The revenue statements you receive contain a breakdown of how your payment is calculated, detailing production volumes, commodity prices, deductions and other factors. The statements can seem complex at first glance, but they’re actually quite simple once you understand a few common, key components.

Key Components of a Revenue Statement

Each revenue statement typically includes the following components:

1. Operator Information & Payee Details

At the top of your revenue statement, you will find details about the operator or purchaser issuing the payment. This section usually includes:

  • Purchaser’s name and contact information
  • Your owner number or account number (used for internal tracking at the purchaser)
  • The check date and check number

Errors in ownership details can cause payment delays or misallocation, so it’s critical to ensure that all of this information is correct upon receipt of your first payment.

2. Well and Lease Information

Each revenue statement includes specific information about the well(s) or lease(s) generating your royalties. This section contains:

  • Lease or well name
  • API number (a unique identifier for each oil and gas well)
  • County and state of production
  • Type of interest held, such as Royalty Interest (RI) or Working Interest (WI)
  • Interest percentage (often referred to as the “Decimal Interest”)

If you own interests in multiple wells, your revenue statement will list each one separately.
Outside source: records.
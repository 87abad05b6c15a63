pub mod config;
pub mod constants;
pub mod error;
pub mod hash;
pub mod paths;
pub mod time;
pub mod types;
3. Production Volume and Sales Data

This section of the statement tells you about the amount of oil, natural gas, or other hydrocarbons produced and sold during a specific time period. It includes:

  • Production Date: The month and year when production occurred
  • Product Code: Indicates whether the product is oil, gas, natural gas liquids (NGLs), or some other hydrocarbon product
  • Volume Sold: The quantity sold, typically measured in barrels (Bbl) for oil and thousand cubic feet (Mcf) for natural gas, with varying units of measurement for other product types
  • Price Per Unit: The sales price received per unit of production (typically per Bbl for oil and per MCF for natural gas)
  • Gross Revenue: The total sales revenue before deductions

Because production and sales are reported monthly, payments are typically received 1-2 months after the production actually occurs.
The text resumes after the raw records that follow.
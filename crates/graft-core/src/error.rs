use thiserror::Error;

#[derive(Error, Debug)]
pub enum Error {
    #[error("config error: {0}")]
    Config(#[from] ConfigError),

    #[error("store error: {0}")]
    Store(#[from] StoreError),

    #[error("path safety error: {0}")]
    PathSafety(#[from] PathSafetyError),

    #[error("vcs error: {0}")]
    Vcs(#[from] VcsError),

    #[error("engine error: {0}")]
    Engine(#[from] EngineError),
}

#[derive(Error, Debug)]
pub enum ConfigError {
    #[error("config file not found: {path}")]
    NotFound { path: String },

    #[error("failed to parse config: {0}")]
    ParseError(String),

    #[error("invalid config value: {field}: {reason}")]
    InvalidValue { field: String, reason: String },

    #[error("io error: {0}")]
    Io(#[from] std::io::Error),
}

/// Errors from the durable single-file store.
#[derive(Error, Debug)]
pub enum StoreError {
    #[error("lock timeout after {waited_ms}ms: {path}")]
    LockTimeout { path: String, waited_ms: u64 },

    #[error("corrupt file (no usable backup): {path}: {reason}")]
    Corrupt { path: String, reason: String },

    #[error("serialization failed for {path}: {reason}")]
    Serialize { path: String, reason: String },

    #[error("unsupported registry schema version: found {found}, expected {expected}")]
    SchemaVersion { found: u32, expected: u32 },

    #[error("io error: {0}")]
    Io(#[from] std::io::Error),
}

impl StoreError {
    pub fn corrupt(path: impl Into<String>, reason: impl std::fmt::Display) -> Self {
        Self::Corrupt {
            path: path.into(),
            reason: reason.to_string(),
        }
    }

    pub fn serialize(path: impl Into<String>, reason: impl std::fmt::Display) -> Self {
        Self::Serialize {
            path: path.into(),
            reason: reason.to_string(),
        }
    }
}

/// A destination path escaped its allowed root or violated symlink policy.
///
/// Never coerced to a "safe" path: the offending item is blocked instead.
#[derive(Error, Debug)]
pub enum PathSafetyError {
    #[error("path traversal detected: {path}")]
    Traversal { path: String },

    #[error("symlink not allowed: {path}")]
    SymlinkNotAllowed { path: String },

    #[error("path `{path}` is outside allowed root `{root}`")]
    OutsideRoot { path: String, root: String },

    #[error("failed to resolve path `{path}`: {reason}")]
    Unresolvable { path: String, reason: String },
}

#[derive(Error, Debug)]
pub enum VcsError {
    #[error("not a git repository: {path}")]
    NotGitRepo { path: String },

    #[error("clone failed after {attempts} attempt(s): {url}: {reason}")]
    CloneFailed {
        url: String,
        attempts: u32,
        reason: String,
    },

    #[error("fetch failed after {attempts} attempt(s): {path}: {reason}")]
    FetchFailed {
        path: String,
        attempts: u32,
        reason: String,
    },

    #[error("could not resolve remote head{}", ref_hint(.import_ref))]
    RemoteHeadUnresolved { import_ref: Option<String> },

    #[error("git error: {0}")]
    GitError(String),
}

fn ref_hint(import_ref: &Option<String>) -> String {
    match import_ref {
        Some(r) => format!(" for ref `{r}`"),
        None => String::new(),
    }
}

#[derive(Error, Debug)]
pub enum EngineError {
    #[error("transaction failed during {op}: {reason}")]
    Transaction { op: String, reason: String },

    #[error("integration not found: {id}")]
    IntegrationNotFound { id: String },

    #[error("integration has no usable source: {id}")]
    NoSource { id: String },
}

impl EngineError {
    pub fn transaction(op: impl Into<String>, reason: impl std::fmt::Display) -> Self {
        Self::Transaction {
            op: op.into(),
            reason: reason.to_string(),
        }
    }
}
4. Deductions and Expenses

One of the most scrutinized sections of a revenue statement is the deductions, which account for post-production costs. These may include:

  • Transportation Costs: Fees for moving the product via pipeline, truck, or rail
  • Processing Fees: Costs associated with refining or treating the product
  • Marketing Costs: Expenses for selling the hydrocarbons
  • Severance Taxes: State-imposed taxes on resource extraction

Not all royalty owners are subject to post-production deductions—this depends on your oil & gas lease (OGL) terms. It is critical to review the deductions reported on your revenue statement versus the deductions agreed to on your OGL to ensure that the purchaser is not deducting disallowed costs from your revenue share.

5. Net Revenue and Payment Amount

After all calculations and deductions, the final section of your revenue statement shows:

  • Net Revenue: The amount due to you after deductions and taxes
  • Check Amount: The actual payment issued, typically visible at the bottom of the revenue statement and on the check itself
  • Year-to-Date Totals: A summary of earnings and deductions for the year, typically shown at the bottom of the revenue statement

If your revenue statement shows a negative balance, that means that deductions exceeded revenue, which may result in no payment for that period. This is a very rare occurrence for a standard royalty interest (RI) owner, so this should be reviewed extremely carefully if it does occur.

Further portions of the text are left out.